We thought we were visiting a Gothic folly, unusable and uninhabitable, the strange fever dream of a singular artiste. But though Mihaly built the structure nearly two decades ago and left it in semi-ruin, he’s now pouring endless vision, time, resources, and ingenuity into finishing it in a most elaborate fashion—and to make it presentable in time for his daughter’s Sweet Sixteen party next spring. He’s not only created but commissioned all manner of treasures to install this winter, including custom stained-glass windows (each with its own story) that he designed and two tractor-trailer loads of marble. Mihaly is a sculptor as well as castle-builder and has used all that gleaming and lustrous marble in carving sinks, balustrades, columns, coats of arms, a bathtub (!), and much, much more. There will also, he says, be “an absurd amount of inlaid marble.” Referring to the inlaid marble above, he says “dig this five-foot-diameter Gothic fantasy. In it I’ve used the most beautiful natural blue marble in the world, from Brazil.”

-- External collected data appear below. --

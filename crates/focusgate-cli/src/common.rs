//! Shared engine bootstrap for the command modules.

use std::sync::Arc;

use focusgate_core::{
    CommandResponse, Engine, EngineConfig, HttpSyncBackend, MemoryRuleHost, MemorySyncBackend,
    RuleHost, SqliteHostStore, SyncBackend,
};

/// Engine plus the in-process rule host, so `rules` can show what the
/// current state derives.
pub struct CliEngine {
    pub engine: Arc<Engine>,
    pub rule_host: Arc<MemoryRuleHost>,
}

/// Assemble an engine over the default SQLite store.
///
/// The CLI has no browser to enforce rules in, so rules land in an
/// in-process host; they are derived from state and any real host would
/// reconstruct the same set.
pub async fn start() -> Result<CliEngine, Box<dyn std::error::Error>> {
    let config = EngineConfig::load()?;
    let host = Arc::new(SqliteHostStore::open_default()?);
    let rule_host = Arc::new(MemoryRuleHost::new());
    let backend: Arc<dyn SyncBackend> = match &config.sync_endpoint {
        Some(endpoint) => Arc::new(HttpSyncBackend::new(endpoint.clone())),
        None => Arc::new(MemorySyncBackend::new()),
    };
    let engine = Engine::start(
        config,
        host,
        Arc::clone(&rule_host) as Arc<dyn RuleHost>,
        backend,
    )
    .await?;
    Ok(CliEngine { engine, rule_host })
}

/// Print a response the way every subcommand does: data (or ok) on
/// stdout, errors on stderr with a failing exit.
pub fn print_response(response: CommandResponse) -> Result<(), Box<dyn std::error::Error>> {
    if !response.success {
        return Err(response
            .error
            .unwrap_or_else(|| "command failed".to_string())
            .into());
    }
    match response.data {
        Some(data) => println!("{}", serde_json::to_string_pretty(&data)?),
        None => println!("ok"),
    }
    Ok(())
}
//! Sync dispatcher.
//!
//! Ships completed, unsynced session records to the analytics backend in
//! small batches with at-least-once semantics: a record is only marked
//! `synced` after the backend acknowledged the batch containing it, so a
//! crash between upload and mark re-sends the record on the next pass.
//!
//! Automatic passes give up on a record once its `retry_count` reaches the
//! ceiling; a manual pass (user-initiated) ignores the ceiling and tries
//! everything again.

use std::sync::atomic::{AtomicBool, AtomicU32, Ordering};
use std::sync::Arc;

use async_trait::async_trait;
use chrono::{DateTime, Duration, NaiveDate, Utc};
use log::{debug, info, warn};
use serde::{Deserialize, Serialize};

use crate::error::SyncError;
use crate::store::StateStore;
use crate::types::{local_date, DomainDaySession, FocusSession, SessionStatus};

/// What triggered the pass; controls the retry ceiling.
#[derive(Debug, Clone, Copy, PartialEq, Eq)]
pub enum SyncScope {
    /// Periodic or event-driven; respects the retry ceiling.
    Automatic,
    /// User-initiated; retries records past the ceiling too.
    Manual,
}

/// One record on the wire.
#[derive(Debug, Clone, PartialEq, Eq, Serialize, Deserialize)]
#[serde(tag = "kind", rename_all = "camelCase")]
pub enum SyncRecord {
    FocusSession(FocusSession),
    DomainDay(DomainDaySession),
}

/// Outcome of one dispatcher pass.
#[derive(Debug, Clone, Copy, Default, PartialEq, Eq)]
pub struct SyncReport {
    pub synced: usize,
    pub failed: usize,
    /// True when another pass was already in flight and this one did nothing.
    pub skipped: bool,
}

/// Boundary to the analytics backend.
#[async_trait]
pub trait SyncBackend: Send + Sync {
    async fn upload(&self, batch: &[SyncRecord]) -> Result<(), SyncError>;
}

/// HTTP backend: POSTs each batch as a JSON array.
pub struct HttpSyncBackend {
    client: reqwest::Client,
    endpoint: String,
}

impl HttpSyncBackend {
    pub fn new(endpoint: impl Into<String>) -> Self {
        Self {
            client: reqwest::Client::new(),
            endpoint: endpoint.into(),
        }
    }
}

#[async_trait]
impl SyncBackend for HttpSyncBackend {
    async fn upload(&self, batch: &[SyncRecord]) -> Result<(), SyncError> {
        let response = self
            .client
            .post(&self.endpoint)
            .json(batch)
            .send()
            .await
            .map_err(|e| SyncError::Backend(e.to_string()))?;
        if !response.status().is_success() {
            return Err(SyncError::Backend(format!(
                "backend returned {}",
                response.status()
            )));
        }
        Ok(())
    }
}

/// In-memory backend for embedding and tests.
#[derive(Default)]
pub struct MemorySyncBackend {
    received: std::sync::Mutex<Vec<SyncRecord>>,
    upload_calls: AtomicU32,
    fail_next: AtomicU32,
}

impl MemorySyncBackend {
    pub fn new() -> Self {
        Self::default()
    }

    pub fn received(&self) -> Vec<SyncRecord> {
        self.received
            .lock()
            .map(|r| r.clone())
            .unwrap_or_default()
    }

    pub fn upload_calls(&self) -> u32 {
        self.upload_calls.load(Ordering::SeqCst)
    }

    /// Make the next `n` uploads fail.
    pub fn fail_next(&self, n: u32) {
        self.fail_next.store(n, Ordering::SeqCst);
    }
}

#[async_trait]
impl SyncBackend for MemorySyncBackend {
    async fn upload(&self, batch: &[SyncRecord]) -> Result<(), SyncError> {
        self.upload_calls.fetch_add(1, Ordering::SeqCst);
        let failed = self
            .fail_next
            .fetch_update(Ordering::SeqCst, Ordering::SeqCst, |n| n.checked_sub(1))
            .is_ok();
        if failed {
            return Err(SyncError::Backend("injected upload failure".to_string()));
        }
        let mut received = self
            .received
            .lock()
            .map_err(|e| SyncError::Backend(e.to_string()))?;
        received.extend_from_slice(batch);
        Ok(())
    }
}

pub struct SyncDispatcher {
    store: Arc<StateStore>,
    backend: Arc<dyn SyncBackend>,
    batch_size: usize,
    retry_limit: u32,
    lookback_days: u32,
    offset_minutes: i32,
    in_flight: AtomicBool,
}

impl SyncDispatcher {
    pub fn new(
        store: Arc<StateStore>,
        backend: Arc<dyn SyncBackend>,
        batch_size: usize,
        retry_limit: u32,
        lookback_days: u32,
        offset_minutes: i32,
    ) -> Self {
        Self {
            store,
            backend,
            batch_size: batch_size.max(1),
            retry_limit,
            lookback_days,
            offset_minutes,
            in_flight: AtomicBool::new(false),
        }
    }

    /// Run one pass over the lookback window.
    pub async fn run(&self, scope: SyncScope) -> Result<SyncReport, SyncError> {
        self.run_at(Utc::now(), scope).await
    }

    pub async fn run_at(
        &self,
        now: DateTime<Utc>,
        scope: SyncScope,
    ) -> Result<SyncReport, SyncError> {
        if self
            .in_flight
            .compare_exchange(false, true, Ordering::SeqCst, Ordering::SeqCst)
            .is_err()
        {
            debug!("sync pass already in flight; skipping");
            return Ok(SyncReport {
                skipped: true,
                ..SyncReport::default()
            });
        }
        let result = self.run_inner(now, scope).await;
        self.in_flight.store(false, Ordering::SeqCst);
        result
    }

    async fn run_inner(
        &self,
        now: DateTime<Utc>,
        scope: SyncScope,
    ) -> Result<SyncReport, SyncError> {
        let today = local_date(now, self.offset_minutes);
        let mut report = SyncReport::default();

        for days_back in 0..=self.lookback_days {
            let date = today - Duration::days(i64::from(days_back));
            self.sync_focus_sessions(date, scope, &mut report).await?;
            self.sync_domain_days(date, scope, &mut report).await?;
        }

        if report.synced > 0 || report.failed > 0 {
            info!("sync pass: {} shipped, {} failed", report.synced, report.failed);
        }
        Ok(report)
    }

    async fn sync_focus_sessions(
        &self,
        date: NaiveDate,
        scope: SyncScope,
        report: &mut SyncReport,
    ) -> Result<(), SyncError> {
        let sessions = self
            .store
            .focus_sessions(date)
            .await
            .map_err(|e| SyncError::Read(e.to_string()))?;
        let pending: Vec<FocusSession> = sessions
            .into_iter()
            .filter(|s| {
                s.status == SessionStatus::Completed
                    && !s.synced
                    && s.duration_minutes > 0
                    && self.within_retry_budget(s.retry_count, scope)
            })
            .collect();

        for chunk in pending.chunks(self.batch_size) {
            let batch: Vec<SyncRecord> = chunk
                .iter()
                .cloned()
                .map(SyncRecord::FocusSession)
                .collect();
            let ids: Vec<String> = chunk.iter().map(|s| s.id.clone()).collect();
            match self.backend.upload(&batch).await {
                Ok(()) => {
                    report.synced += chunk.len();
                    let result = self
                        .store
                        .update_focus_sessions(date, move |sessions| {
                            for session in sessions.iter_mut() {
                                if ids.contains(&session.id) {
                                    session.synced = true;
                                }
                            }
                        })
                        .await;
                    // An unmarked acked record is re-sent next pass, which
                    // at-least-once delivery allows.
                    if let Err(e) = result {
                        warn!("could not mark {} session(s) synced: {e}", chunk.len());
                    }
                }
                Err(e) => {
                    warn!("focus session batch failed: {e}");
                    report.failed += chunk.len();
                    let result = self
                        .store
                        .update_focus_sessions(date, move |sessions| {
                            for session in sessions.iter_mut() {
                                if ids.contains(&session.id) {
                                    session.retry_count += 1;
                                }
                            }
                        })
                        .await;
                    if let Err(e) = result {
                        warn!("could not bump session retry counts: {e}");
                    }
                }
            }
        }
        Ok(())
    }

    async fn sync_domain_days(
        &self,
        date: NaiveDate,
        scope: SyncScope,
        report: &mut SyncReport,
    ) -> Result<(), SyncError> {
        let days = self
            .store
            .domain_days(date)
            .await
            .map_err(|e| SyncError::Read(e.to_string()))?;
        let pending: Vec<DomainDaySession> = days
            .into_iter()
            .filter(|d| {
                d.status == SessionStatus::Completed
                    && !d.synced
                    && d.duration_seconds > 0
                    && self.within_retry_budget(d.retry_count, scope)
            })
            .collect();

        for chunk in pending.chunks(self.batch_size) {
            let batch: Vec<SyncRecord> =
                chunk.iter().cloned().map(SyncRecord::DomainDay).collect();
            let domains: Vec<String> = chunk.iter().map(|d| d.domain.clone()).collect();
            match self.backend.upload(&batch).await {
                Ok(()) => {
                    report.synced += chunk.len();
                    let result = self
                        .store
                        .update_domain_days(date, move |days| {
                            for day in days.iter_mut() {
                                if domains.contains(&day.domain) {
                                    day.synced = true;
                                }
                            }
                        })
                        .await;
                    if let Err(e) = result {
                        warn!("could not mark {} day record(s) synced: {e}", chunk.len());
                    }
                }
                Err(e) => {
                    warn!("domain day batch failed: {e}");
                    report.failed += chunk.len();
                    let result = self
                        .store
                        .update_domain_days(date, move |days| {
                            for day in days.iter_mut() {
                                if domains.contains(&day.domain) {
                                    day.retry_count += 1;
                                }
                            }
                        })
                        .await;
                    if let Err(e) = result {
                        warn!("could not bump day retry counts: {e}");
                    }
                }
            }
        }
        Ok(())
    }

    fn within_retry_budget(&self, retry_count: u32, scope: SyncScope) -> bool {
        match scope {
            SyncScope::Automatic => retry_count < self.retry_limit,
            SyncScope::Manual => true,
        }
    }
}
//! Fixed-delay retry for operations that may fail transiently.

use std::future::Future;
use std::time::Duration;

use hostel_core::error::Result;

/// Attempts made by whole-list reads before giving up.
pub const DEFAULT_MAX_ATTEMPTS: u32 = 3;

/// Pause between attempts.
pub const DEFAULT_RETRY_DELAY: Duration = Duration::from_secs(2);

/// Run `op` up to `max_attempts` times, sleeping `delay` between attempts.
///
/// Only errors for which [`is_transient`] holds are retried; anything else
/// (a 4xx answer, a rejected session) is returned immediately. The last error
/// is returned once the attempts are exhausted.
///
/// [`is_transient`]: hostel_core::HostelError::is_transient
pub async fn retry<T, F, Fut>(max_attempts: u32, delay: Duration, mut op: F) -> Result<T>
where
    F: FnMut() -> Fut,
    Fut: Future<Output = Result<T>>,
{
    let max_attempts = max_attempts.max(1);
    let mut attempt = 1;

    loop {
        match op().await {
            Ok(value) => return Ok(value),
            Err(e) if e.is_transient() && attempt < max_attempts => {
                tracing::warn!(attempt, max_attempts, error = %e, "attempt failed; retrying");
                tokio::time::sleep(delay).await;
                attempt += 1;
            }
            Err(e) => {
                if attempt > 1 {
                    tracing::warn!(attempt, error = %e, "giving up after retries");
                }
                return Err(e);
            }
        }
    }
}
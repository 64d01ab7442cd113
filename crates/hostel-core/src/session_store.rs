//! On-disk persistence of the current session so that a restarted client can
//! resume without asking for credentials again.

use std::path::{Path, PathBuf};

use crate::error::{HostelError, Result};
use crate::models::Session;

/// Directory under the home directory holding client state.
pub const STATE_DIR_NAME: &str = ".hostel-monitor";

/// Return the state directory rooted at `base_dir`.
pub fn state_dir_in(base_dir: &Path) -> PathBuf {
    base_dir.join(STATE_DIR_NAME)
}

/// Return `~/.hostel-monitor`, or `./.hostel-monitor` without a home directory.
pub fn default_state_dir() -> PathBuf {
    state_dir_in(&dirs::home_dir().unwrap_or_else(|| PathBuf::from(".")))
}

/// Reads and writes `session.json` inside a state directory.
#[derive(Debug, Clone)]
pub struct SessionStore {
    path: PathBuf,
}

impl SessionStore {
    /// Store at `~/.hostel-monitor/session.json`.
    pub fn default_location() -> Self {
        Self::in_dir(&default_state_dir())
    }

    /// Store at `<dir>/session.json` (used for testing).
    pub fn in_dir(dir: &Path) -> Self {
        Self {
            path: dir.join("session.json"),
        }
    }

    pub fn path(&self) -> &Path {
        &self.path
    }

    /// Load the persisted session.
    ///
    /// A missing file is `Ok(None)`; an unreadable or corrupt file is also
    /// treated as absent (and logged) since the only remedy is a new login.
    pub fn load(&self) -> Option<Session> {
        let content = match std::fs::read_to_string(&self.path) {
            Ok(c) => c,
            Err(e) if e.kind() == std::io::ErrorKind::NotFound => return None,
            Err(e) => {
                tracing::warn!(path = %self.path.display(), error = %e, "could not read stored session");
                return None;
            }
        };
        match serde_json::from_str(&content) {
            Ok(session) => Some(session),
            Err(e) => {
                tracing::warn!(path = %self.path.display(), error = %e, "ignoring corrupt stored session");
                None
            }
        }
    }

    /// Atomically write `session`, creating parent directories if needed.
    pub fn save(&self, session: &Session) -> Result<()> {
        let file_err = |source| HostelError::FileAccess {
            path: self.path.clone(),
            source,
        };

        if let Some(parent) = self.path.parent() {
            std::fs::create_dir_all(parent).map_err(file_err)?;
        }

        let json = serde_json::to_string_pretty(session)?;

        // Write to a temp file then rename for atomicity.
        let tmp = self.path.with_extension("json.tmp");
        std::fs::write(&tmp, &json).map_err(file_err)?;
        restrict_permissions(&tmp);
        std::fs::rename(&tmp, &self.path).map_err(file_err)?;
        Ok(())
    }

    /// Delete the stored session if it exists.
    pub fn clear(&self) -> Result<()> {
        match std::fs::remove_file(&self.path) {
            Ok(()) => Ok(()),
            Err(e) if e.kind() == std::io::ErrorKind::NotFound => Ok(()),
            Err(source) => Err(HostelError::FileAccess {
                path: self.path.clone(),
                source,
            }),
        }
    }
}

#[cfg(unix)]
fn restrict_permissions(path: &Path) {
    use std::os::unix::fs::PermissionsExt;
    if let Err(e) = std::fs::set_permissions(path, std::fs::Permissions::from_mode(0o600)) {
        tracing::debug!(error = %e, "could not restrict session file permissions");
    }
}

#[cfg(not(unix))]
fn restrict_permissions(_path: &Path) {}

While Mihaly’s architecture is and will not be exclusively Gothic, it will be “infused with a vocabulary of canonical Gothic elements.” The gargoyles that peer from the exterior are portrayals of his great-grandfather Gregorius, “for the very explicit and Gothic purpose of scaring away evil spirits.” His window and door arches are not merely pointed but are built according to specific, strict Gothic geometries, he says: equilateral arches, quinto acuto arches, and double arches (or arches with radiuses that are double their width). The interior fountain will be at the end of a modest colonnade that will feature marble tracery.

And more important, he says, though “not yet so apparent” is his approach: “My spirit is similar to that of a Gothic castle or cathedral builder’s. The decorative ornaments will be imbued with meaning. Like Gothic builders of  old, I have bitten off  plenty for my modest means but consider myself to be working in the service of  higher purposes and ideals, reflected in soaring  forms, and later in all the finished surfaces.” He does not want to bore us (or you) with architectural minutiae, he says, but is “just saying I am constructing many intentional Gothic details. ’Tis my fate, gift, and curse.”

Since Mihaly’s castle is a story being written—and we, of course, are lovers of stories, castles, and everything gothic—we will be visiting Mihaly’s castle again in coming months to admire and possibly document his progress. We might even move in. Be on the lookout for future pieces from us filled with gothic treasures and perhaps even captures from a Sweet Sixteen celebration to end all Sweet Sixteen celebrations. We can’t wait to see what comes next.

Follow the castle’s progress on Instagram @castle_mont_rouge. See more of artist Robert Mihaly’s work at robertmihaly.com.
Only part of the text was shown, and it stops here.